After Saturday night, it is the question you didn’t want to ponder but can no longer avoid asking:
Will the University of Hawaii football team win a Mountain West Conference game this season?
The way the head-shaking 35-23 loss to New Mexico unfolded really makes you wonder if the Warriors are destined to go 0-for-the-MWC in their inaugural season.
Here they are 1-5 overall and 0-3 in their new conference home, and unless they significantly pick things up or an opponent self destructs in front of them, it is hard to see how the Warriors will avoid their first winless conference season since the infamous 0-12 (0-8 Western Athletic Conference) campaign of 1998.
As it is, the 1-5 start is their worst since the 3-9 season of 2000.
After three consecutive blowouts, this was, finally, an opponent the Warriors could go helmet-to-helmet with and a game they were capable of winning.
But they didn’t.
For all the resolve the Warriors showed in coming back from a 21-0 deficit and belated fireworks they lit on offense, the Warriors came up empty.

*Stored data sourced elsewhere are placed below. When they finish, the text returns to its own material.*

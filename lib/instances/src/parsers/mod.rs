mod common;

mod legacy;
pub use legacy::{FolderFmt, TableKind};

mod solomon;
pub use solomon::{SolomonFmt, SolomonStr};


mod nom_prelude {
  pub use nom::{
    IResult, Parser,
    error::{
      self,
      ParseError,
      FromExternalError,
    },
    sequence::*,
    combinator::*,
    character::complete::*,
    bytes::complete::take_while_m_n,
    Finish,
  };
  pub use std::str::FromStr;
  pub use std::num::{ParseIntError, ParseFloatError};
}

pub trait ParseInstance<Fmt>: Sized {
  fn parse(inputs: Fmt) -> crate::Result<Self>;
}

And nobody in the Aloha Stadium crowd of 27,833 knew that better or mourned it more than coach Norm Chow. "We didn’t win the game," Chow said afterward. "We didn’t win the game."
And the opportunities to get one in the Mountain West are getting scarce. After an open week, the Warriors play consecutive road games at Colorado State and Fresno State. Then they draw Boise State back here and play at Air Force before closing out with Nevada-Las Vegas.
Saturday night’s three-point spread as underdogs might be as close as they get the rest of the way in the conference.
If not for the presence of transitioning Football Bowl Subdivision member South Alabama (1-5), a nonconference foe, in the Dec. 1 season finale, we might be wondering if the Warriors could win another game this season.
The reasons are all-too-familiar by now. They couldn’t make the big plays or even enough third-down conversions (4-for-14) on offense or come up with the key stops on defense when they needed them. And, they couldn’t avoid the telltale mistakes and turnovers. Not even Mike Edwards’ electrifying 100-yard third-quarter kickoff return for a touchdown could balance out a three-turnover difference.
The one thing the Warriors could absolutely not allow to happen Saturday was what occurred: They fell behind early, and deep.
"We’re the team that has to be ahead or even in the game with our style of offense," acknowledged Bob Davie, the New Mexico coach. "It is 1:30 or 2 in the morning in Albuquerque, so I knew this would drain on us. I knew what to expect. I knew they would fight to the very end and that’s just what happened."
The Lobos, who aren’t all that different from UH in many respects, are, however, 4-3 (and 1-1 in the MWC) right now because they did enough things right.
"We’re piecing this thing together right now," Davie said. "We’ll take ’em any way we can get ’em and that’s where we are right now in this program."
And, as Saturday night underlined, the Warriors aren’t.
After coughing up $650,000 to underwrite opponents’ travel here as a condition of membership in their new home, is this what the Warriors will have to show for it?